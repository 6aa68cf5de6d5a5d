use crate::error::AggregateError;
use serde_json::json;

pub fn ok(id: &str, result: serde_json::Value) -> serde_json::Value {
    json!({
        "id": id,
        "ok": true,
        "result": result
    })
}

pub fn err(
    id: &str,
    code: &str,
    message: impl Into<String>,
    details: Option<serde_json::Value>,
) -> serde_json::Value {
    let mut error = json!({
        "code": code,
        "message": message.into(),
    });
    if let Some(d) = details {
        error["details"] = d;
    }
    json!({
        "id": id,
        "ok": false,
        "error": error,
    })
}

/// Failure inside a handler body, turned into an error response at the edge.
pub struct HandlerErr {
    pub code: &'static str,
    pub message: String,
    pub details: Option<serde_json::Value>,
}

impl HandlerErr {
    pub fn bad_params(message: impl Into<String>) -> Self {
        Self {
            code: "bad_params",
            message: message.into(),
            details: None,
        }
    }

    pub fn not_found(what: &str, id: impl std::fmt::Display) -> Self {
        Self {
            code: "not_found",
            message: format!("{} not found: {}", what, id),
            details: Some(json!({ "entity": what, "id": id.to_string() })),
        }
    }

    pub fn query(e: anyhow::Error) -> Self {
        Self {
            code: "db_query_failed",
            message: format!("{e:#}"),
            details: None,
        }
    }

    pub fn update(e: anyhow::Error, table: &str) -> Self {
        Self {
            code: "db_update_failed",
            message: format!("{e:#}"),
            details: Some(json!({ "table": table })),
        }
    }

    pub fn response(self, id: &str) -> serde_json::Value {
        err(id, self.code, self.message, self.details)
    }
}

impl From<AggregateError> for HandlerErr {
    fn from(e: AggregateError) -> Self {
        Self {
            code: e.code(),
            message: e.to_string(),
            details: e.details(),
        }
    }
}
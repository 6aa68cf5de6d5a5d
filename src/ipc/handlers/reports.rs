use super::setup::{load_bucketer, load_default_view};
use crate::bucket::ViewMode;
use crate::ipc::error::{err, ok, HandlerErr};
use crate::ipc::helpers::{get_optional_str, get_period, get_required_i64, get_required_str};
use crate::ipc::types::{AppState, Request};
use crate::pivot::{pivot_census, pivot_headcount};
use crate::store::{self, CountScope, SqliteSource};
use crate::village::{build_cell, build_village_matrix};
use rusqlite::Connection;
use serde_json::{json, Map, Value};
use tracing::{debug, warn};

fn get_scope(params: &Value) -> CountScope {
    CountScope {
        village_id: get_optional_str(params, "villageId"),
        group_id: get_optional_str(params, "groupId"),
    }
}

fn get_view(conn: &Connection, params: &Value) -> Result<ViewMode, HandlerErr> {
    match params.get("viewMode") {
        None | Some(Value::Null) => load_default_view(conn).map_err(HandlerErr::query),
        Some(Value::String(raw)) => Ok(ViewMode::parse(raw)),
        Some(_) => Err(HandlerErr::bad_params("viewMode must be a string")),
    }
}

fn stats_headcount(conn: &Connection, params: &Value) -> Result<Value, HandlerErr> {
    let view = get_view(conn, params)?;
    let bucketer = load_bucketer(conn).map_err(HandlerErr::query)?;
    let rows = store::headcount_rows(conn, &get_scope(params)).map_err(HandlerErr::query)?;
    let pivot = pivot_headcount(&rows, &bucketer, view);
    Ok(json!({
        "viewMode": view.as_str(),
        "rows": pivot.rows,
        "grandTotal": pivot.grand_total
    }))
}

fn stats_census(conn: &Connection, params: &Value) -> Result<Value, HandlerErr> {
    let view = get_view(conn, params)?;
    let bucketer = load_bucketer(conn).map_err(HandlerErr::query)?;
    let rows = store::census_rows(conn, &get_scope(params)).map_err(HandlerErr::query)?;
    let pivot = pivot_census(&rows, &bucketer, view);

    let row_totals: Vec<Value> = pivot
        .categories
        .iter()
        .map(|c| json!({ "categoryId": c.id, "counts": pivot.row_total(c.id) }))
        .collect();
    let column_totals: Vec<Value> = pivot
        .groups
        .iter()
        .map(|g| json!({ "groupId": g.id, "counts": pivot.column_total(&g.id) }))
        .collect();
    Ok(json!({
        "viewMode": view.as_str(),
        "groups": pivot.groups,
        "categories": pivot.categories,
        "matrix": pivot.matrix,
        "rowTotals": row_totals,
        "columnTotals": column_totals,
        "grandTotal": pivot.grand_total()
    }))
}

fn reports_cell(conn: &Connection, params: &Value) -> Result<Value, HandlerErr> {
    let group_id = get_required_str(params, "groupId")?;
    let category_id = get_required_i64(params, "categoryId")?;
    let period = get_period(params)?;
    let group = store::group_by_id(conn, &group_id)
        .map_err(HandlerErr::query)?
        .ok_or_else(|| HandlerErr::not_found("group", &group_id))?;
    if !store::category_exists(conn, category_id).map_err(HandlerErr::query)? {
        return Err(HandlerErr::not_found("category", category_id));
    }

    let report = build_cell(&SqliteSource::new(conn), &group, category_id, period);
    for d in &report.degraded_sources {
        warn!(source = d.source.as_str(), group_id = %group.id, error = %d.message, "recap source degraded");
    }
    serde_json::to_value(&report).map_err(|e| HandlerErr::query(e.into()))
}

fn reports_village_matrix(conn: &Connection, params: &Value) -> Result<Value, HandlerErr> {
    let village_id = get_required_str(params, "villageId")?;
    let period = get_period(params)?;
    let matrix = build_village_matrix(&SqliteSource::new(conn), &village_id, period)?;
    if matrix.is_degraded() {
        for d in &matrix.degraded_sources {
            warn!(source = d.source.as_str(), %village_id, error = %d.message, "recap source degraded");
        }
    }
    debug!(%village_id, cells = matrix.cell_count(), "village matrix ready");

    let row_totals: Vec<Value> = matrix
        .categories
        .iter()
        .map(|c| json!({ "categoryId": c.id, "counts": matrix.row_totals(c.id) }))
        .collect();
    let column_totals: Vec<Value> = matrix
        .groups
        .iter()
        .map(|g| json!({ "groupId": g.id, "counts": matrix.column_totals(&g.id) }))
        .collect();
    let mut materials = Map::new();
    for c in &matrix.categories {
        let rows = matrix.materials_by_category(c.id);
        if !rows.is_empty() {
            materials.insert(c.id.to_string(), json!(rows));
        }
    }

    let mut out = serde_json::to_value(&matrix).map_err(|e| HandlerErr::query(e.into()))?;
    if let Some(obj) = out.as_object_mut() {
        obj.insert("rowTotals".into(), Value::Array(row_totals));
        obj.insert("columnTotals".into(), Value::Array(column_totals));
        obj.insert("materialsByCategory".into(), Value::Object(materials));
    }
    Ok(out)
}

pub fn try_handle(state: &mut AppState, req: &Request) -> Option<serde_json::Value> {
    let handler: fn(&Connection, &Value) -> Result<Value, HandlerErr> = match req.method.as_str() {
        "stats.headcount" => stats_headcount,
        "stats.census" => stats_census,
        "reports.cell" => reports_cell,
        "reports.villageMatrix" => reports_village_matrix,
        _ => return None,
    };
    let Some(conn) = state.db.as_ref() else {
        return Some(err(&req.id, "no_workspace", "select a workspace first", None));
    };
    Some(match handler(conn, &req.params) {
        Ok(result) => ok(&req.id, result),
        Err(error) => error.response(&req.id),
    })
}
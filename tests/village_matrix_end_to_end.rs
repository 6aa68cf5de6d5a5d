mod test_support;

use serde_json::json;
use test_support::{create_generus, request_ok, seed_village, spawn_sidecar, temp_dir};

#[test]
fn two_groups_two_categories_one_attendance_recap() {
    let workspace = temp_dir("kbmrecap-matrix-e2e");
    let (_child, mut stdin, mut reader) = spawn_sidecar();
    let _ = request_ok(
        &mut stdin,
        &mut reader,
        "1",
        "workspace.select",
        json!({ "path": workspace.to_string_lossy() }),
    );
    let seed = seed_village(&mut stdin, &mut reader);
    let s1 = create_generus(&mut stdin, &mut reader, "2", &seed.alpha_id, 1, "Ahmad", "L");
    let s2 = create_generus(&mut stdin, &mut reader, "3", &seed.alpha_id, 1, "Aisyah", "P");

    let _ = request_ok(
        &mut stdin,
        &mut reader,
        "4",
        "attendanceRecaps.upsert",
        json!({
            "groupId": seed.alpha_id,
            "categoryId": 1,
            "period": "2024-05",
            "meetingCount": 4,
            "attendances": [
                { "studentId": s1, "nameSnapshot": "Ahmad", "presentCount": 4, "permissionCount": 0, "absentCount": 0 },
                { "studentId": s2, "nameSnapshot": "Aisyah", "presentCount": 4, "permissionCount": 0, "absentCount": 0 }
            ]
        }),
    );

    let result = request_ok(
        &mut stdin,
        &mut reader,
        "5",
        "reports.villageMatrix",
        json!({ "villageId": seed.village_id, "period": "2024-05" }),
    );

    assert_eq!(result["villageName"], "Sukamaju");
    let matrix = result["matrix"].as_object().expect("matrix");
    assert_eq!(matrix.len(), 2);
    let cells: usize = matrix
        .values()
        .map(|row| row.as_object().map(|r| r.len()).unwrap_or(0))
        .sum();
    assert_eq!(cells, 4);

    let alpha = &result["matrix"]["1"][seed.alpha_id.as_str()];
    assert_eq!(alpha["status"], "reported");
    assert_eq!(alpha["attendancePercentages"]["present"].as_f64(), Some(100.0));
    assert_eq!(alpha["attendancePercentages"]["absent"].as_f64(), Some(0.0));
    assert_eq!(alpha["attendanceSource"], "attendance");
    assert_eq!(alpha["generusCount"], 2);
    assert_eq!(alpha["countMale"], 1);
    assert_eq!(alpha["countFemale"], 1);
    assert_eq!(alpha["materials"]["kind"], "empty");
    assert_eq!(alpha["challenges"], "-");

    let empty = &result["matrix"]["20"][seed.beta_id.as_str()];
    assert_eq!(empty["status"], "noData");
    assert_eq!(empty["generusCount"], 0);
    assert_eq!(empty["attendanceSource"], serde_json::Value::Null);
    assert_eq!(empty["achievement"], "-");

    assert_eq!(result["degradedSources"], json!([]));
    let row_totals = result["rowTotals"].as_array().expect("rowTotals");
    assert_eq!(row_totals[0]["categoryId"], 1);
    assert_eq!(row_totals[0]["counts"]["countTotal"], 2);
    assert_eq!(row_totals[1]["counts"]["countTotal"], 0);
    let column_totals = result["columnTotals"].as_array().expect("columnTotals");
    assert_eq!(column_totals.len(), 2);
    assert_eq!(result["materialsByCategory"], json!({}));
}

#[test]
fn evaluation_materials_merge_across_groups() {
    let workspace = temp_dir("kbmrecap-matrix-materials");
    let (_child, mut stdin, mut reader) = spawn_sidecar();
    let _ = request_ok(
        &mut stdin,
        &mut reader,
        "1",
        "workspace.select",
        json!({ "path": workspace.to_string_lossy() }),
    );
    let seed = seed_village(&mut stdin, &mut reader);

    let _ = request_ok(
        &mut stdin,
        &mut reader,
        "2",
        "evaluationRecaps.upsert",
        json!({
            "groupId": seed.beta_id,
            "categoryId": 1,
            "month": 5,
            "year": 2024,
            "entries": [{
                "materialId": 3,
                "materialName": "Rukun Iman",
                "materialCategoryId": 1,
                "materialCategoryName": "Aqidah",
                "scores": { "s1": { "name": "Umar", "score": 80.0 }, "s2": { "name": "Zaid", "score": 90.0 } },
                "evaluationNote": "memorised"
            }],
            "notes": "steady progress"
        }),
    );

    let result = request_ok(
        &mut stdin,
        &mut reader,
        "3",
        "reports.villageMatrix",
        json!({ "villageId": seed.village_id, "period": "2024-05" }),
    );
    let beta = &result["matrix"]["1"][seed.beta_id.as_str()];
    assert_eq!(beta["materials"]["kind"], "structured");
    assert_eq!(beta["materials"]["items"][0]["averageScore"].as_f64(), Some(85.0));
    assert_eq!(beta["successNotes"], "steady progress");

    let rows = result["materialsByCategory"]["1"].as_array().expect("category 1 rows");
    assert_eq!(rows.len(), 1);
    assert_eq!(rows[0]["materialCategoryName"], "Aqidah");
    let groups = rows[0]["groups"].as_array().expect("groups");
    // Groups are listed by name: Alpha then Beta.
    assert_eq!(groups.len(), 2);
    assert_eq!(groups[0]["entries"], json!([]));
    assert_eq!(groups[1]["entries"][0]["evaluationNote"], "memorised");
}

**Problem requirements**
Note every line above where the string "match" shows up, and copy those lines.

**Task result**
    match params.get("viewMode") {
    let handler: fn(&Connection, &Value) -> Result<Value, HandlerErr> = match req.method.as_str() {
    Some(match handler(conn, &req.params) {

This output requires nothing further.